* WORK INSTRUCTIONS: What lines below contain the string "async"? List them all.

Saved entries
━━━━
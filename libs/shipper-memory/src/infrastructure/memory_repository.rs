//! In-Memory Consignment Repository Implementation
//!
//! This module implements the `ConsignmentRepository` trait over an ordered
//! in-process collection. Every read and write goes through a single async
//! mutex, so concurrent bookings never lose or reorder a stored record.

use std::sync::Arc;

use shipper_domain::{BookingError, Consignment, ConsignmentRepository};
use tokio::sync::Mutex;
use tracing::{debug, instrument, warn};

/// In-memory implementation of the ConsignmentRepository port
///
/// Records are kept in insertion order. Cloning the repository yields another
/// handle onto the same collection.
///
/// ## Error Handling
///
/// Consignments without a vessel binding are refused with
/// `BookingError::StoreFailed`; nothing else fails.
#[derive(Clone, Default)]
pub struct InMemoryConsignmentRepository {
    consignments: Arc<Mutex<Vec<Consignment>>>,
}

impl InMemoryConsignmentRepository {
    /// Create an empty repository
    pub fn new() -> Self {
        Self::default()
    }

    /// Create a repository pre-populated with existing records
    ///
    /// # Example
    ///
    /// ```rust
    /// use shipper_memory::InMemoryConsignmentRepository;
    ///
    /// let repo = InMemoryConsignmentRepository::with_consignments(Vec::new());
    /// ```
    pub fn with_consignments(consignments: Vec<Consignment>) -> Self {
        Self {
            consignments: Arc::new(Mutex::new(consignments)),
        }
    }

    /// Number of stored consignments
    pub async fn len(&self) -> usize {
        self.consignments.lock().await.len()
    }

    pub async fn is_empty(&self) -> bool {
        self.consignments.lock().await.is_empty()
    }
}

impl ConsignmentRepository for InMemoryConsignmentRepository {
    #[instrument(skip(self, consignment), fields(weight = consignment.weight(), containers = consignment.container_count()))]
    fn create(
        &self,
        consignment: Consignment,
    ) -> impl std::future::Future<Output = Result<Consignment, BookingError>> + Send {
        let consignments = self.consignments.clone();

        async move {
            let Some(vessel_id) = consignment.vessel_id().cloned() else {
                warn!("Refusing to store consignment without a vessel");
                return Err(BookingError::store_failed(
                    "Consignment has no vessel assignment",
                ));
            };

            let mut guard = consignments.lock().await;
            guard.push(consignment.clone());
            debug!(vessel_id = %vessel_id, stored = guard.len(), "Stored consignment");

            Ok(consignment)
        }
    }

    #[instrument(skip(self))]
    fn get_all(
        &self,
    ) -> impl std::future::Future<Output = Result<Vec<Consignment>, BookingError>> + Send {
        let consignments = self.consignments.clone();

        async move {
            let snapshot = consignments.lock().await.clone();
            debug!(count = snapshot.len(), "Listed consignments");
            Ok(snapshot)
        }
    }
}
━━━━
* ANSWER SPACE:
//! in-process collection. Every read and write goes through a single async
    pub async fn len(&self) -> usize {
    pub async fn is_empty(&self) -> bool {
        async move {
        async move {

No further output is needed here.